Every entry in the following data should be output exactly.

Input data START

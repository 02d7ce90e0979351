// ==============================================================================
// kinematics.rs — WHEEL FRAME + SLIP DECOMPOSITION
// ------------------------------------------------------------------------------
// World velocity at a wheel:   v(p) = v_cg + ω × r
// Wheel frame:                 undo yaw, then undo steer (front wheels only)
//                              x = lateral, z = longitudinal
//
// slip angle  α = atan2(v_lat, |v_long| + 0.1)
// slip ratio  κ = (ω·R − v_long) / max(|ω·R|, |v_long|)   (0 near standstill)
// ==============================================================================

use crate::math::{Vec3, VecExt, vec3};

/// Keeps atan2 well-behaved with the car at rest.
pub const SLIP_ANGLE_EPS: f32 = 0.1;
/// Below this (m/s) on both terms the slip ratio is defined as 0.
pub const SLIP_RATIO_MIN_SPEED: f32 = 0.1;

/// World-space velocity of a point rigidly attached to the chassis.
#[inline]
pub fn point_velocity(linvel: &Vec3, yaw_rate: f32, r_world: &Vec3) -> Vec3 {
    linvel + vec3(0.0, yaw_rate, 0.0).cross(r_world)
}

/// World vector → wheel frame. Pass `steer = 0` for rear wheels.
#[inline]
pub fn to_wheel_frame(v_world: &Vec3, yaw: f32, steer: f32) -> Vec3 {
    v_world.rotate_y(-yaw).rotate_y(-steer)
}

/// Wheel-frame vector → body frame (re-applies the steer rotation).
#[inline]
pub fn wheel_to_body(v_wheel: &Vec3, steer: f32) -> Vec3 {
    v_wheel.rotate_y(steer)
}

#[derive(Debug, Clone, Copy, Default, PartialEq)]
pub struct Slip {
    pub v_long: f32,
    pub v_lat: f32,
    pub slip_angle: f32,
    pub slip_ratio: f32,
}

/// `v_wheel` in wheel frame, `surface_speed` = ω·R of the wheel.
pub fn slip_components(v_wheel: &Vec3, surface_speed: f32) -> Slip {
    let v_long = v_wheel.z;
    let v_lat = v_wheel.x;

    let slip_angle = v_lat.atan2(v_long.abs() + SLIP_ANGLE_EPS);

    let slip_ratio = if surface_speed.abs() < SLIP_RATIO_MIN_SPEED && v_long.abs() < SLIP_RATIO_MIN_SPEED {
        0.0
    } else {
        (surface_speed - v_long) / surface_speed.abs().max(v_long.abs())
    };

    Slip { v_long, v_lat, slip_angle, slip_ratio }
}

Input data END

Completed exercise:
repository 02d7ce90e0979351
// ==============================================================================
// kinematics.rs — WHEEL FRAME + SLIP DECOMPOSITION
// ------------------------------------------------------------------------------
// World velocity at a wheel:   v(p) = v_cg + ω × r
// Wheel frame:                 undo yaw, then undo steer (front wheels only)
//                              x = lateral, z = longitudinal
//
// slip angle  α = atan2(v_lat, |v_long| + 0.1)
// slip ratio  κ = (ω·R − v_long) / max(|ω·R|, |v_long|)   (0 near standstill)
// ==============================================================================

use crate::math::{Vec3, VecExt, vec3};

/// Keeps atan2 well-behaved with the car at rest.
pub const SLIP_ANGLE_EPS: f32 = 0.1;
/// Below this (m/s) on both terms the slip ratio is defined as 0.
pub const SLIP_RATIO_MIN_SPEED: f32 = 0.1;

/// World-space velocity of a point rigidly attached to the chassis.
#[inline]
pub fn point_velocity(linvel: &Vec3, yaw_rate: f32, r_world: &Vec3) -> Vec3 {
    linvel + vec3(0.0, yaw_rate, 0.0).cross(r_world)
}

/// World vector → wheel frame. Pass `steer = 0` for rear wheels.
#[inline]
pub fn to_wheel_frame(v_world: &Vec3, yaw: f32, steer: f32) -> Vec3 {
    v_world.rotate_y(-yaw).rotate_y(-steer)
}

/// Wheel-frame vector → body frame (re-applies the steer rotation).
#[inline]
pub fn wheel_to_body(v_wheel: &Vec3, steer: f32) -> Vec3 {
    v_wheel.rotate_y(steer)
}

#[derive(Debug, Clone, Copy, Default, PartialEq)]
pub struct Slip {
    pub v_long: f32,
    pub v_lat: f32,
    pub slip_angle: f32,
    pub slip_ratio: f32,
}

/// `v_wheel` in wheel frame, `surface_speed` = ω·R of the wheel.
pub fn slip_components(v_wheel: &Vec3, surface_speed: f32) -> Slip {
    let v_long = v_wheel.z;
    let v_lat = v_wheel.x;

    let slip_angle = v_lat.atan2(v_long.abs() + SLIP_ANGLE_EPS);

    let slip_ratio = if surface_speed.abs() < SLIP_RATIO_MIN_SPEED && v_long.abs() < SLIP_RATIO_MIN_SPEED {
        0.0
    } else {
        (surface_speed - v_long) / surface_speed.abs().max(v_long.abs())
    };

    Slip { v_long, v_lat, slip_angle, slip_ratio }
}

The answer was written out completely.